Commission gets court victory

FRANKLIN – On Jan. 24, a federal court granted a summary judgement in favor of the Pendleton County Commission’s right by ordinance to regulate the location of exotic entertainment in the county.

However, Chief U.S. District Judge John Preston Bailey had reservations about other provisions in the Ordinance passed by the County Commission in April 2005.

In a footnote in the 17-page summary, Bailey warned that the Commission might have “exceeded its regulatory authority in adopting the ordinance.” The State Code gives the commission the power to adopt an ordinance that limits the areas of the county for locating a exotic entertainment business but “is silent” regarding powers to restrict in other ways, such as prohibiting the sale or consumption of alcohol and regulating signage and parking.

“This court therefore questions whether (the County Commission) had the authority to pass the ordinance under West Virginia law. As that question implicates neither the First Amendment nor (freedom of speech rights in the WV Constitution), however, this court feels it would be more appropriately resolved by the Circuit Court of Pendleton County,” Bailey said.

Golden Angels Cabaret, a strip club operated by Pancakes, Biscuits and More, LLC located in Brandywine, filed a lawsuit against the Pendleton County Commission in U.S. District Court for the Northern District of West Virginia on Aug. 13.

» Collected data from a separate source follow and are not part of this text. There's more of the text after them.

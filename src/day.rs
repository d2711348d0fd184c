use crate::layout::{layout_with, LayoutOptions};
use crate::merge::merge;
use crate::model::{Event, EventSpan, LayoutItem, MergedEvent};
use chrono::{Datelike, Duration, NaiveDate, NaiveDateTime, Weekday};
use serde::{Deserialize, Serialize};
use std::collections::BTreeSet;

/// Restricts which accounts contribute events. Empty means every account.
#[derive(Debug, Clone, Default, PartialEq, Eq)]
pub struct AccountFilter {
    accounts: BTreeSet<String>,
}

impl AccountFilter {
    pub fn all() -> Self {
        AccountFilter::default()
    }

    pub fn only<I, S>(accounts: I) -> Self
    where
        I: IntoIterator<Item = S>,
        S: Into<String>,
    {
        AccountFilter {
            accounts: accounts.into_iter().map(Into::into).collect(),
        }
    }

    pub fn allows(&self, event: &Event) -> bool {
        self.accounts.is_empty() || self.accounts.contains(&event.account_email)
    }
}

#[derive(Debug, Clone, PartialEq, Serialize, Deserialize)]
pub struct DayLayout {
    pub date: NaiveDate,
    pub all_day: Vec<MergedEvent>,
    pub timed: Vec<LayoutItem>,
}

impl DayLayout {
    pub fn build(
        events: &[Event],
        date: NaiveDate,
        filter: &AccountFilter,
        options: &LayoutOptions,
    ) -> Self {
        let todays: Vec<Event> = events
            .iter()
            .filter(|e| filter.allows(e) && occurs_on(e, date))
            .cloned()
            .collect();

        let (all_day, timed): (Vec<MergedEvent>, Vec<MergedEvent>) = merge(&todays)
            .into_iter()
            .partition(|m| m.event.is_all_day());
        let timed: Vec<MergedEvent> = timed
            .into_iter()
            .map(|mut m| {
                m.event = clip_to_day(&m.event, date);
                m
            })
            .collect();

        DayLayout {
            date,
            all_day,
            timed: layout_with(&timed, options),
        }
    }

    pub fn is_empty(&self) -> bool {
        self.all_day.is_empty() && self.timed.is_empty()
    }

    pub fn max_columns(&self) -> usize {
        self.timed
            .iter()
            .map(|i| i.column_count)
            .max()
            .unwrap_or(0)
    }
}

pub fn week_layout(
    events: &[Event],
    anchor: NaiveDate,
    week_start: Weekday,
    filter: &AccountFilter,
    options: &LayoutOptions,
) -> Vec<DayLayout> {
    let first = start_of_week(anchor, week_start);
    (0..7)
        .map(|offset| DayLayout::build(events, first + Duration::days(offset), filter, options))
        .collect()
}

pub fn start_of_week(date: NaiveDate, week_start: Weekday) -> NaiveDate {
    let back = (7 + date.weekday().num_days_from_monday() - week_start.num_days_from_monday()) % 7;
    date - Duration::days(i64::from(back))
}

fn day_bounds(date: NaiveDate) -> (NaiveDateTime, NaiveDateTime) {
    let start = date.and_time(chrono::NaiveTime::MIN);
    (start, start + Duration::days(1))
}

pub fn occurs_on(event: &Event, date: NaiveDate) -> bool {
    match event.span() {
        Some(EventSpan::Timed { start, end }) => {
            let (day_start, day_end) = day_bounds(date);
            if start == end {
                return start >= day_start && start < day_end;
            }
            start < day_end && end > day_start
        }
        Some(EventSpan::AllDay { start, end }) => {
            if end <= start {
                date == start
            } else {
                start <= date && date < end
            }
        }
        // merge and layout decide what to do with these
        None => true,
    }
}

pub fn clip_to_day(event: &Event, date: NaiveDate) -> Event {
    let mut clipped = event.clone();
    if let Some(EventSpan::Timed { start, end }) = event.span() {
        let (day_start, day_end) = day_bounds(date);
        if start < day_start {
            clipped.start_time = Some(day_start);
        }
        if end > day_end {
            clipped.end_time = Some(day_end);
        }
    }
    clipped
}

The federal lawsuit argued a county ordinance regulating businesses offering exotic entertainment is unconstitutional under the U.S. Constitution’s First Amendment and the guarantee of free speech in the West Virginia Constitution.

The ordinance asserts an exotic entertainment business may not be located within 2,500 feet of a church, school, park, day-care center or residence nor within 2,000 feet of either a private club or bar serving alcohol or another sexually oriented business.

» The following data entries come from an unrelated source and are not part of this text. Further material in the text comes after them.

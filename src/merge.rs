use crate::model::{Event, EventSpan, MergedEvent};
use log::debug;
use std::collections::HashMap;

type MergeKey<'a> = (&'a str, EventSpan);

fn merge_key(event: &Event) -> Option<MergeKey<'_>> {
    let summary = event.summary.as_deref()?;
    let span = event.span()?;
    Some((summary, span))
}

/// Groups `events` into merge classes, preserving first-seen order.
pub fn merge(events: &[Event]) -> Vec<MergedEvent> {
    let mut merged: Vec<MergedEvent> = Vec::with_capacity(events.len());
    let mut classes: HashMap<MergeKey<'_>, usize> = HashMap::new();

    for event in events {
        let Some(key) = merge_key(event) else {
            debug!(
                "event=merge_skip module=merge id={} reason=incomplete",
                event.id
            );
            merged.push(MergedEvent::single(event.clone()));
            continue;
        };
        match classes.get(&key) {
            Some(&idx) => {
                let accounts = &mut merged[idx].merged_accounts;
                if !accounts.iter().any(|a| a == &event.account_email) {
                    accounts.push(event.account_email.clone());
                }
            }
            None => {
                classes.insert(key, merged.len());
                merged.push(MergedEvent::single(event.clone()));
            }
        }
    }

    debug!(
        "event=merge module=merge input={} output={}",
        events.len(),
        merged.len()
    );
    merged
}

#[cfg(test)]
mod tests {
    use super::*;
    use chrono::{NaiveDate, NaiveDateTime};

    fn at(h: u32, m: u32) -> NaiveDateTime {
        NaiveDate::from_ymd_opt(2024, 3, 4)
            .and_then(|d| d.and_hms_opt(h, m, 0))
            .unwrap()
    }

    fn day(d: u32) -> NaiveDate {
        NaiveDate::from_ymd_opt(2024, 3, d).unwrap()
    }

    #[test]
    fn duplicate_invites_collapse_into_one() {
        let events = vec![
            Event::timed("1", "Standup", at(9, 0), at(9, 15), "alice@x.com"),
            Event::timed("2", "Standup", at(9, 0), at(9, 15), "bob@x.com"),
        ];
        let merged = merge(&events);
        assert_eq!(merged.len(), 1);
        assert_eq!(merged[0].merged_accounts, vec!["alice@x.com", "bob@x.com"]);
        assert_eq!(merged[0].event.id, "1");
        assert!(merged[0].is_multi_account());
    }

    #[test]
    fn any_difference_prevents_merging() {
        let base = Event::timed("1", "Review", at(10, 0), at(11, 0), "alice@x.com");
        let mut renamed = base.clone();
        renamed.summary = Some("Review ".into());
        renamed.account_email = "bob@x.com".into();
        let mut moved = base.clone();
        moved.start_time = Some(at(10, 1));
        moved.account_email = "bob@x.com".into();
        let mut extended = base.clone();
        extended.end_time = Some(at(11, 1));
        extended.account_email = "bob@x.com".into();

        for other in [renamed, moved, extended] {
            let merged = merge(&[base.clone(), other]);
            assert_eq!(merged.len(), 2);
            assert!(merged.iter().all(|m| !m.is_multi_account()));
        }
    }

    #[test]
    fn same_account_is_listed_once() {
        let events = vec![
            Event::timed("1", "1:1", at(14, 0), at(14, 30), "alice@x.com"),
            Event::timed("2", "1:1", at(14, 0), at(14, 30), "bob@x.com"),
            Event::timed("3", "1:1", at(14, 0), at(14, 30), "alice@x.com"),
        ];
        let merged = merge(&events);
        assert_eq!(merged.len(), 1);
        assert_eq!(merged[0].merged_accounts, vec!["alice@x.com", "bob@x.com"]);
    }

    #[test]
    fn first_seen_order_and_representative_are_kept() {
        let mut first = Event::timed("a1", "Planning", at(13, 0), at(14, 0), "b@x.com");
        first.location = Some("Room 1".into());
        let mut second = first.clone();
        second.id = "a2".into();
        second.account_email = "a@x.com".into();
        second.location = Some("Room 2".into());
        let events = vec![
            Event::timed("z", "Lunch", at(12, 0), at(13, 0), "a@x.com"),
            first,
            Event::timed("y", "Focus", at(8, 0), at(9, 0), "a@x.com"),
            second,
        ];
        let merged = merge(&events);
        let ids: Vec<&str> = merged.iter().map(|m| m.event.id.as_str()).collect();
        assert_eq!(ids, vec!["z", "a1", "y"]);
        assert_eq!(merged[1].event.location.as_deref(), Some("Room 1"));
        assert_eq!(merged[1].merged_accounts, vec!["b@x.com", "a@x.com"]);
    }

    #[test]
    fn empty_summary_still_merges() {
        let events = vec![
            Event::timed("1", "", at(9, 0), at(10, 0), "a@x.com"),
            Event::timed("2", "", at(9, 0), at(10, 0), "b@x.com"),
        ];
        assert_eq!(merge(&events).len(), 1);
    }

    #[test]
    fn all_day_events_merge_only_with_all_day() {
        let events = vec![
            Event::all_day("1", "Offsite", day(4), day(5), "a@x.com"),
            Event::all_day("2", "Offsite", day(4), day(5), "b@x.com"),
            Event::timed("3", "Offsite", at(0, 0), at(23, 59), "c@x.com"),
        ];
        let merged = merge(&events);
        assert_eq!(merged.len(), 2);
        assert_eq!(merged[0].merged_accounts, vec!["a@x.com", "b@x.com"]);
        assert_eq!(merged[1].merged_accounts, vec!["c@x.com"]);
    }

    #[test]
    fn incomplete_events_never_merge() {
        let untitled = Event {
            id: "1".into(),
            start_time: Some(at(9, 0)),
            end_time: Some(at(10, 0)),
            account_email: "a@x.com".into(),
            ..Event::default()
        };
        let mut untitled_copy = untitled.clone();
        untitled_copy.account_email = "b@x.com".into();
        let timeless = Event {
            id: "2".into(),
            summary: Some("Floating".into()),
            account_email: "a@x.com".into(),
            ..Event::default()
        };
        let mut timeless_copy = timeless.clone();
        timeless_copy.account_email = "b@x.com".into();

        let merged = merge(&[untitled, untitled_copy, timeless, timeless_copy]);
        assert_eq!(merged.len(), 4);
    }

    #[test]
    fn empty_input_yields_nothing() {
        assert!(merge(&[]).is_empty());
    }
}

The ordinance also requires the business to obtain location permits, pay permit fees, refrain from selling or consuming alcohol on the premises, design exteriors to certain specifications and hire attendants to ensure no minors gain entry.

Golden Angels did not deny it was in violation of several Ordinance provisions by locating within 2,500 feet of a private residence, an apartment building and a church.

On Aug. 6, 2013, the Pendleton County Circuit Court issued a temporary restraining order against Golden Angels from conducting nude, seminude or bikini clad dancing and continued the matter pending scheduling a permanent injunction hearing.

Golden Angels decided to initiate an “instant lawsuit” by filing its complaint in District Court contending the Ordinance was an unconstitutional restriction on Golden Angels owner Robin Shifflett’s freedom of speech.

Bailey stated in his summary judgement that both parties agreed there are “numerous parcels of real estate for sale and lease throughout the county where the cabaret could by located” and the ordinance does not deny the cabaret the “reasonable opportunity” to open and operate within Pendleton County.

County prosecutor Kevin C. Sponaugle agreed the matter is still pending in state court. Also, the cabaret has the right to file a motion to appeal the summary judgement to the Fourth Circuit of Appeals located in Richmond within 30 days.

County Commissioner Gene McConnell was “very very pleased” that the process went in the county’s favor, as it indicated a local government body still has control over the county’s destiny. “I certainly want to give credit to the former County Commission for their foresight in passing the ordinance in April 2005 after the shut down of the Cadillac Ranch following its owner, Lawrence Scible’s, indictment on multiple criminal charges,” McConnell said.

Cabaret attorney Floyd M. Sayre, III, said Wednesday he and his client, Robin Shifflett have not completely decided what their next step will be – whether to appeal, go to state court or both concurrently. “Judge Bailey indicated there might be a problem in the Ordinance that would be better addressed in state court,” Sayre said.

The County Commission went well beyond the authorization the state gave them to regulate nude and seminude dancing, but the county ordinance did not address bikini-clad dancing which essentially is fully clothed, Sayre said.

“Miss Shifflett is the only person in the state or in the nation who is prohibited from offering ‘fully clothed’ dancing in her establishment,” Sayre added.